§ **What you will do**
Filter the entries below, keeping only lines with the word "InitFailed".

Content starts

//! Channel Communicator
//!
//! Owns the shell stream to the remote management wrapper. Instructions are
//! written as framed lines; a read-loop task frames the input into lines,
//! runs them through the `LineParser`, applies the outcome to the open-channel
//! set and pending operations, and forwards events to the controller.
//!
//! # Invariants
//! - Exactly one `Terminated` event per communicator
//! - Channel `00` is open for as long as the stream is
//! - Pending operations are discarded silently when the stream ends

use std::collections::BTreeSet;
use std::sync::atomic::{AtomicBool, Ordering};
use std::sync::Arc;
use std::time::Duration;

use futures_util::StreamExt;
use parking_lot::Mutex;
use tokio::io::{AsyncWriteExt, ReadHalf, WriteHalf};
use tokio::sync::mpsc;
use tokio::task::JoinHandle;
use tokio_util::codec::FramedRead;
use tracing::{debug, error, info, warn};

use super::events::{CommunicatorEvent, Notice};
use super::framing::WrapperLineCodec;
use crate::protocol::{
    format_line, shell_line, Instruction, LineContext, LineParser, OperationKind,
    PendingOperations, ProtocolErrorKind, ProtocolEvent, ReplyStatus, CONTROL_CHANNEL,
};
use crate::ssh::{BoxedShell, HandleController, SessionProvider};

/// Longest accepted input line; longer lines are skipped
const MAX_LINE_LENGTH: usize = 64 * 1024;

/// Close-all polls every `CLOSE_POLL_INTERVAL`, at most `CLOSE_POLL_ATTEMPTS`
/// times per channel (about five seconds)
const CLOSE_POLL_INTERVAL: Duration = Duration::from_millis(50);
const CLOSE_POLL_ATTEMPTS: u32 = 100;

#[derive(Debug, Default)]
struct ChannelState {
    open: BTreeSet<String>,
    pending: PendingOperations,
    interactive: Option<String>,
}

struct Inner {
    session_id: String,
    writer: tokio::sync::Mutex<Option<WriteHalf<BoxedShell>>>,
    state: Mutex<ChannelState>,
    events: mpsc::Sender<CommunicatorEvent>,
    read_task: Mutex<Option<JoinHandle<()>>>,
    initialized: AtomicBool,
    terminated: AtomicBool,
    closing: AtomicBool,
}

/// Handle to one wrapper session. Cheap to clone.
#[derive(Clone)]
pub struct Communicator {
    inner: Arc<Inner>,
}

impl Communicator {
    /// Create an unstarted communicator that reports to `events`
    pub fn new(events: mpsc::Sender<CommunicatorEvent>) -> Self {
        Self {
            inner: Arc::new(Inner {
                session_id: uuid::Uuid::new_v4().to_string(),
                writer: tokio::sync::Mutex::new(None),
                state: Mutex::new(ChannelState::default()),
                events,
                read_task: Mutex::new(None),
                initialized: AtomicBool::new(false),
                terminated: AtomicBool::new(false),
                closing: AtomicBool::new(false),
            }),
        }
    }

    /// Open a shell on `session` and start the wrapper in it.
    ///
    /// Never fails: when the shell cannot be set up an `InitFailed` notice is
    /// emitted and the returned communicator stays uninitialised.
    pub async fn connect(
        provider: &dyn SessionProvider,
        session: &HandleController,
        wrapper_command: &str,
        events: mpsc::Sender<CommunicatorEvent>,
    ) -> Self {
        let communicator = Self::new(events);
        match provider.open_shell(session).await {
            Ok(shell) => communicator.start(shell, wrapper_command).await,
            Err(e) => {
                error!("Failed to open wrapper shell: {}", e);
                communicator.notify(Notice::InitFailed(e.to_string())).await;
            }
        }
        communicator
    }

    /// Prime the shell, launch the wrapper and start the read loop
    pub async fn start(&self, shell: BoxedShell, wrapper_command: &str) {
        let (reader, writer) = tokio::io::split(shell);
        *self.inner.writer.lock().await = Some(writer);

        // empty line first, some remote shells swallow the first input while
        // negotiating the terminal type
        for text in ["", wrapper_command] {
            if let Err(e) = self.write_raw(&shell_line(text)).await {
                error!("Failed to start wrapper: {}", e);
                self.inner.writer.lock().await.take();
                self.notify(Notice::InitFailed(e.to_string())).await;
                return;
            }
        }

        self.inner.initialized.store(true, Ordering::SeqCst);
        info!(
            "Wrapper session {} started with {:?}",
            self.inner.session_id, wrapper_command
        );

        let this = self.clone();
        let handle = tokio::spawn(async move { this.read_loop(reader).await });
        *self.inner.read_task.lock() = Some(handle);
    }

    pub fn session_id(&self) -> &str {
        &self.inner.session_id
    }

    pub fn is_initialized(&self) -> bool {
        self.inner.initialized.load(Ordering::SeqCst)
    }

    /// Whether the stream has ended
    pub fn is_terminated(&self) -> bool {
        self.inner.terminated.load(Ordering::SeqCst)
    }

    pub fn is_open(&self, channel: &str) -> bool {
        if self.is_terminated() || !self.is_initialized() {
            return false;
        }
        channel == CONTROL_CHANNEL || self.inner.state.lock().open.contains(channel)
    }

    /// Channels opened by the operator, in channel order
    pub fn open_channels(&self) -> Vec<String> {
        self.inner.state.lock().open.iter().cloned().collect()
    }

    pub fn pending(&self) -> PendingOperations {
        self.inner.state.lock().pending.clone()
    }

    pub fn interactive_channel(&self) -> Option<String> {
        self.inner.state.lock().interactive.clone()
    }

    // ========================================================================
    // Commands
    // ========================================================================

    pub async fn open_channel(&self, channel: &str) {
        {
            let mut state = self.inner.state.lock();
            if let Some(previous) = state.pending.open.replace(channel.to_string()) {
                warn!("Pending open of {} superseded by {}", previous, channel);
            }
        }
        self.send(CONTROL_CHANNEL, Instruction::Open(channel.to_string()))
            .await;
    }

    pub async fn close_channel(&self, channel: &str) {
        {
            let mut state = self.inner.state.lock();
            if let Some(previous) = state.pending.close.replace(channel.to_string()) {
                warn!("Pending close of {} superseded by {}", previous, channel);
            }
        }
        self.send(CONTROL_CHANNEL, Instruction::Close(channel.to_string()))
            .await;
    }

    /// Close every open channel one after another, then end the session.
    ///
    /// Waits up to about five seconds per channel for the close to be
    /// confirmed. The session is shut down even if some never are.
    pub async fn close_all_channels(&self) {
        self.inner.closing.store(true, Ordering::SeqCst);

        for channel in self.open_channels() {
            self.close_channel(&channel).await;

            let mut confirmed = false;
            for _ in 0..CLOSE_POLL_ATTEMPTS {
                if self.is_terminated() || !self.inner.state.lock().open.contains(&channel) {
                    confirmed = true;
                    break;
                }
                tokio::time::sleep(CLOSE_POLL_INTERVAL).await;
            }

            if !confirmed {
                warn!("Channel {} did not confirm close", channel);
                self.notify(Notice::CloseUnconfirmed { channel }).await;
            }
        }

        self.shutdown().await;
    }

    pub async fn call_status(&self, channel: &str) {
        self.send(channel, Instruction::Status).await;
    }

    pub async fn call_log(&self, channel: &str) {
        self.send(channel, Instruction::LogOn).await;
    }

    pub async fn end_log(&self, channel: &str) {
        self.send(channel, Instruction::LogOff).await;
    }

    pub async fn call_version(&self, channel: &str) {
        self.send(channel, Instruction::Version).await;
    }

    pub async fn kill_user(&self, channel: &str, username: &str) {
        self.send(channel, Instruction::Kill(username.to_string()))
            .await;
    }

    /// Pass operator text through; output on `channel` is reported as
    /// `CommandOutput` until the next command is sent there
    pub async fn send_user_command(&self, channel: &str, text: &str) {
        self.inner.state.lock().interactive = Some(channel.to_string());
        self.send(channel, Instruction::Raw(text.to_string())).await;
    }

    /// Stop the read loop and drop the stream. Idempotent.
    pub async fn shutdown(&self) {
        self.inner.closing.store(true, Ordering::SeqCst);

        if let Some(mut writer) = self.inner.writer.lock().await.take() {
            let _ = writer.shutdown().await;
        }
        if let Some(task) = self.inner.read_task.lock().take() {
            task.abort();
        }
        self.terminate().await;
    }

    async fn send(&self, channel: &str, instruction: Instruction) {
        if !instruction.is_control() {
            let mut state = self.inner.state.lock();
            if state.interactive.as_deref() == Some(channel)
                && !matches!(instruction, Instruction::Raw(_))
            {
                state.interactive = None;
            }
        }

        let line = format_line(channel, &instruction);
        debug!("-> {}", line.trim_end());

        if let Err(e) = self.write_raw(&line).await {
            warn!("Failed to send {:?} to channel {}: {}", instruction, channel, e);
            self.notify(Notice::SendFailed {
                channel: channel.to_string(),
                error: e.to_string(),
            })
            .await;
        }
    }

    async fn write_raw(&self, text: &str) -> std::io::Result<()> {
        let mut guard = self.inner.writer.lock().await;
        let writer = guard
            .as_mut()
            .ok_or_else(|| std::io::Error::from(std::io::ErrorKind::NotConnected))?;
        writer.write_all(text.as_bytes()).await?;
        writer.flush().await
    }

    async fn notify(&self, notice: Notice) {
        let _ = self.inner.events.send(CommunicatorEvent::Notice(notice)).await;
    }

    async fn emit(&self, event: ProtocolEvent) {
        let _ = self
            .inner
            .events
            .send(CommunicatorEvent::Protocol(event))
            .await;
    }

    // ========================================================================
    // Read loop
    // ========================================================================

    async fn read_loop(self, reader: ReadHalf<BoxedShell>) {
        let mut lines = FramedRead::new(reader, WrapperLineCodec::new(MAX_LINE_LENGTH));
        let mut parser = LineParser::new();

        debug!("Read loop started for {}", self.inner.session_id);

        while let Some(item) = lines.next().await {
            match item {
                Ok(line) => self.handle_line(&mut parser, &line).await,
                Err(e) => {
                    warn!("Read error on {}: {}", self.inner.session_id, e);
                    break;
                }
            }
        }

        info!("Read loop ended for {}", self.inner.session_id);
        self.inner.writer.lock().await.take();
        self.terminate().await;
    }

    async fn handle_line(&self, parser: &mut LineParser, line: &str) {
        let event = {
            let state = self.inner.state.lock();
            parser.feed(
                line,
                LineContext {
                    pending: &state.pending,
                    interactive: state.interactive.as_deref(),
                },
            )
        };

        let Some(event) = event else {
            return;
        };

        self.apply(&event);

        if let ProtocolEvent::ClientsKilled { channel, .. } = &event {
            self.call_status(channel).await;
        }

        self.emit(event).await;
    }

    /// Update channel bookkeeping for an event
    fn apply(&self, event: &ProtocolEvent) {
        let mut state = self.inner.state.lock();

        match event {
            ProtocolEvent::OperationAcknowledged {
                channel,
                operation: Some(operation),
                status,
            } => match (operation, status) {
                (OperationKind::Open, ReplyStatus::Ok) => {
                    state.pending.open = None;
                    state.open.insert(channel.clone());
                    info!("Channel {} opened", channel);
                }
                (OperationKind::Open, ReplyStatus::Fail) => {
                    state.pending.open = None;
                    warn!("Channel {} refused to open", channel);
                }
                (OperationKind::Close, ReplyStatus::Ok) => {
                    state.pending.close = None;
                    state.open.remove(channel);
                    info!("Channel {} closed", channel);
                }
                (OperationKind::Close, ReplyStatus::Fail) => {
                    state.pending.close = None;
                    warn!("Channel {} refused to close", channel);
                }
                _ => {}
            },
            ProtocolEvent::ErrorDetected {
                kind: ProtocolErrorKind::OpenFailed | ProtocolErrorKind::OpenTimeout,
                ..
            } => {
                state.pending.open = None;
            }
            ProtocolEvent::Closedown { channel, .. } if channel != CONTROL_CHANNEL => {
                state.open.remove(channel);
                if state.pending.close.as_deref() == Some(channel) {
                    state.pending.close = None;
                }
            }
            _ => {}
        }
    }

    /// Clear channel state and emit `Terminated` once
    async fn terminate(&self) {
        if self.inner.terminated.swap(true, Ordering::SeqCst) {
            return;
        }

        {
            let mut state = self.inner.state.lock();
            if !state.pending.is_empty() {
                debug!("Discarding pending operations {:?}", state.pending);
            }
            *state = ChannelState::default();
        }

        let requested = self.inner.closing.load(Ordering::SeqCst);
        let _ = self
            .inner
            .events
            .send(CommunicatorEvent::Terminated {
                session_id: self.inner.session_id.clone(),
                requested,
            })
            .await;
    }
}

Content ends

§ **Result below**
    /// Never fails: when the shell cannot be set up an `InitFailed` notice is
                communicator.notify(Notice::InitFailed(e.to_string())).await;
                self.notify(Notice::InitFailed(e.to_string())).await;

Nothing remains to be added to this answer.